Entries shown
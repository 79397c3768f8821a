//! Schema migration runner, applied at startup before the server binds.

use sqlx::PgPool;
use tracing::info;

use cesizen_core::error::{AppError, ErrorKind};

/// Apply any pending migrations from the workspace `migrations/` directory.
pub async fn run_migrations(pool: &PgPool) -> Result<(), AppError> {
    let migrator = sqlx::migrate!("../../migrations");

    info!(
        migrations = migrator.iter().count(),
        "Applying pending schema migrations"
    );

    migrator.run(pool).await.map_err(|e| {
        AppError::with_source(
            ErrorKind::Database,
            format!("Schema migration failed: {e}"),
            e,
        )
    })?;

    info!("Schema is up to date");
    Ok(())
}
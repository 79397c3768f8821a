//! # cesizen-core
//!
//! Core crate for the CesiZen backend. Contains configuration schemas,
//! the clock abstraction, pagination types, and the unified error system.
//!
//! This crate has **no** internal dependencies on other CesiZen crates.

pub mod config;
pub mod error;
pub mod result;
pub mod traits;
pub mod types;

pub use error::AppError;
pub use result::AppResult;
pub mod trade;
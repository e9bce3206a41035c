//! Storage gateway contract shared by the Postgres and in-memory stores.

use async_trait::async_trait;
use thiserror::Error;

use crate::types::trade::{Trade, TradeId};

#[derive(Debug, Error)]
pub enum StoreError {
    #[error("database error: {0}")]
    Database(#[from] sqlx::Error),

    #[error("migration failed: {0}")]
    Migrate(#[from] sqlx::migrate::MigrateError),
}

/// Narrow persistence interface the trade service depends on.
#[async_trait]
pub trait TradeGateway: Send + Sync {
    /// All trades owned by `user_id`, in whatever order the store returns them.
    async fn find_by_user_id(&self, user_id: &str) -> Result<Vec<Trade>, StoreError>;

    /// Insert when `trade.id` is `None`, otherwise overwrite (or create) the record at that id.
    async fn save(&self, trade: Trade) -> Result<Trade, StoreError>;

    /// Remove the record; absent ids are not an error.
    async fn delete_by_id(&self, id: &str) -> Result<(), StoreError>;
}

/// Fresh store-assigned id.
pub(crate) fn new_trade_id() -> TradeId {
    uuid::Uuid::new_v4().to_string()
}
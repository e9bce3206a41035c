//! HTTP error mapping: every failure leaves the API as `{"error": "..."}`.

use axum::Json;
use axum::extract::rejection::JsonRejection;
use axum::http::StatusCode;
use axum::response::{IntoResponse, Response};
use serde::Serialize;
use thiserror::Error;

use crate::persistence::StoreError;

#[derive(Debug, Error)]
pub enum ApiError {
    /// Request body could not be read as a trade; status comes from the extractor.
    #[error("{message}")]
    BadRequest { status: StatusCode, message: String },

    #[error(transparent)]
    Store(#[from] StoreError),
}

#[derive(Debug, Serialize)]
struct ErrorBody {
    error: String,
}

impl From<JsonRejection> for ApiError {
    fn from(rejection: JsonRejection) -> Self {
        ApiError::BadRequest {
            status: rejection.status(),
            message: rejection.body_text(),
        }
    }
}

impl IntoResponse for ApiError {
    fn into_response(self) -> Response {
        let (status, error) = match self {
            ApiError::BadRequest { status, message } => (status, message),
            ApiError::Store(err) => {
                // store details stay in the log
                tracing::error!(error = %err, "trade store failure");
                (
                    StatusCode::INTERNAL_SERVER_ERROR,
                    "internal server error".to_string(),
                )
            }
        };
        (status, Json(ErrorBody { error })).into_response()
    }
}
pub mod api;
pub mod config;
pub mod persistence;
pub mod service;
pub mod types;
use std::sync::Arc;

use tracing::{info, warn};
use tracing_subscriber::EnvFilter;
use trade_journal::api::routes::{AppState, app_router};
use trade_journal::config::Config;
use trade_journal::persistence::{
    MemoryTradeGateway, PgTradeGateway, TradeGateway, create_pool_and_migrate,
};
use trade_journal::service::TradeService;

#[tokio::main]
async fn main() -> Result<(), Box<dyn std::error::Error>> {
    dotenvy::dotenv().ok();
    tracing_subscriber::fmt()
        .with_env_filter(
            EnvFilter::try_from_default_env().unwrap_or_else(|_| EnvFilter::new("info")),
        )
        .init();

    let config = Config::from_env()?;

    let gateway: Arc<dyn TradeGateway> = match &config.database_url {
        Some(url) => {
            let pool = create_pool_and_migrate(url, config.db_max_connections).await?;
            info!("connected to postgres, migrations applied");
            Arc::new(PgTradeGateway::new(pool))
        }
        None => {
            warn!("DATABASE_URL not set, trades are kept in memory and lost on exit");
            Arc::new(MemoryTradeGateway::new())
        }
    };

    let app_state = AppState {
        trade_service: TradeService::new(gateway),
    };

    let app = app_router(app_state);
    let listener = tokio::net::TcpListener::bind(&config.bind_addr).await?;
    info!("trade journal listening on {}", listener.local_addr()?);
    axum::serve(listener, app)
        .with_graceful_shutdown(shutdown_signal())
        .await?;
    info!("shutdown complete");
    Ok(())
}

async fn shutdown_signal() {
    if let Err(err) = tokio::signal::ctrl_c().await {
        warn!(error = %err, "failed to listen for ctrl-c");
        std::future::pending::<()>().await;
    }
}
//! Trade use cases. Each call goes straight to the gateway; store errors are returned as-is.

use std::sync::Arc;

use crate::persistence::{StoreError, TradeGateway};
use crate::types::trade::{Trade, TradeId};

#[derive(Clone)]
pub struct TradeService {
    gateway: Arc<dyn TradeGateway>,
}

impl TradeService {
    pub fn new(gateway: Arc<dyn TradeGateway>) -> Self {
        Self { gateway }
    }

    pub async fn get_all_trades_by_user_id(&self, user_id: &str) -> Result<Vec<Trade>, StoreError> {
        self.gateway.find_by_user_id(user_id).await
    }

    pub async fn save_trade(&self, trade: Trade) -> Result<Trade, StoreError> {
        self.gateway.save(trade).await
    }

    /// Replace the record at `id` with `trade`. Any id in the payload is ignored; an
    /// unknown `id` results in a new record at that id.
    pub async fn update_trade(&self, id: TradeId, mut trade: Trade) -> Result<Trade, StoreError> {
        trade.id = Some(id);
        self.gateway.save(trade).await
    }

    pub async fn delete_trade(&self, id: &str) -> Result<(), StoreError> {
        self.gateway.delete_by_id(id).await
    }
}
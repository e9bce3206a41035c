//! Trade endpoints under `/api/trades`.

use axum::{
    Json,
    extract::{Path, State, rejection::JsonRejection},
    http::StatusCode,
};

use crate::api::error::ApiError;
use crate::api::routes::AppState;
use crate::types::trade::Trade;

/// GET /api/trades/{userId}. Empty array when the user has no trades.
pub async fn get_trades_by_user(
    State(state): State<AppState>,
    Path(user_id): Path<String>,
) -> Result<Json<Vec<Trade>>, ApiError> {
    let trades = state.trade_service.get_all_trades_by_user_id(&user_id).await?;
    tracing::debug!(%user_id, count = trades.len(), "listed trades");
    Ok(Json(trades))
}

/// POST /api/trades. The store assigns the id.
pub async fn create_trade(
    State(state): State<AppState>,
    payload: Result<Json<Trade>, JsonRejection>,
) -> Result<Json<Trade>, ApiError> {
    let Json(trade) = payload?;
    let saved = state.trade_service.save_trade(trade).await?;
    tracing::debug!(id = ?saved.id, user_id = ?saved.user_id, "created trade");
    Ok(Json(saved))
}

/// PUT /api/trades/{id}. Whole-record replace; the path id wins over any id in the body.
pub async fn update_trade(
    State(state): State<AppState>,
    Path(id): Path<String>,
    payload: Result<Json<Trade>, JsonRejection>,
) -> Result<Json<Trade>, ApiError> {
    let Json(trade) = payload?;
    let saved = state.trade_service.update_trade(id, trade).await?;
    tracing::debug!(id = ?saved.id, "updated trade");
    Ok(Json(saved))
}

/// DELETE /api/trades/{id}. Succeeds whether or not the id exists.
pub async fn delete_trade(
    State(state): State<AppState>,
    Path(id): Path<String>,
) -> Result<StatusCode, ApiError> {
    state.trade_service.delete_trade(&id).await?;
    tracing::debug!(%id, "deleted trade");
    Ok(StatusCode::OK)
}
use chrono::NaiveDate;
use serde::{Deserialize, Deserializer, Serialize};

pub type TradeId = String;

/// `null` or absent becomes 0; fractional values are truncated toward zero.
fn lenient_quantity<'de, D>(deserializer: D) -> Result<i32, D::Error>
where
    D: Deserializer<'de>,
{
    let raw = Option::<f64>::deserialize(deserializer)?;
    Ok(raw.map(|v| v.trunc() as i32).unwrap_or_default())
}

fn null_as_default<'de, D, T>(deserializer: D) -> Result<T, D::Error>
where
    D: Deserializer<'de>,
    T: Deserialize<'de> + Default,
{
    Ok(Option::<T>::deserialize(deserializer)?.unwrap_or_default())
}

/// One journal entry. `profit` and `profit_percentage` are whatever the client sent.
#[derive(Debug, Clone, PartialEq, Default, Serialize, Deserialize)]
#[serde(rename_all = "camelCase", default)]
pub struct Trade {
    pub id: Option<TradeId>,
    pub user_id: Option<String>,
    pub date: Option<NaiveDate>,
    pub symbol: Option<String>,
    pub action: Option<String>,
    #[serde(deserialize_with = "lenient_quantity")]
    pub quantity: i32,
    #[serde(deserialize_with = "null_as_default")]
    pub price: f64,
    #[serde(rename = "type")]
    pub trade_type: Option<String>,
    pub option_type: Option<String>,
    pub strategy: Option<String>,
    pub notes: Option<String>,
    pub exit_date: Option<NaiveDate>,
    pub exit_price: Option<f64>,
    pub profit: Option<f64>,
    pub profit_percentage: Option<f64>,
}
//! Database pool and migrations.

use sqlx::PgPool;
use sqlx::postgres::PgPoolOptions;

use super::StoreError;

/// Create a pool from `DATABASE_URL` and run migrations.
pub async fn create_pool_and_migrate(
    database_url: &str,
    max_connections: u32,
) -> Result<PgPool, StoreError> {
    let pool = PgPoolOptions::new()
        .max_connections(max_connections)
        .connect(database_url)
        .await?;
    run_migrations(&pool).await?;
    Ok(pool)
}

async fn run_migrations(pool: &PgPool) -> Result<(), StoreError> {
    sqlx::migrate!("./migrations").run(pool).await?;
    Ok(())
}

Problem details
Copy each line of the data that includes the word "MemoryTradeGateway".

Task response
    MemoryTradeGateway, PgTradeGateway, TradeGateway, create_pool_and_migrate,
            Arc::new(MemoryTradeGateway::new())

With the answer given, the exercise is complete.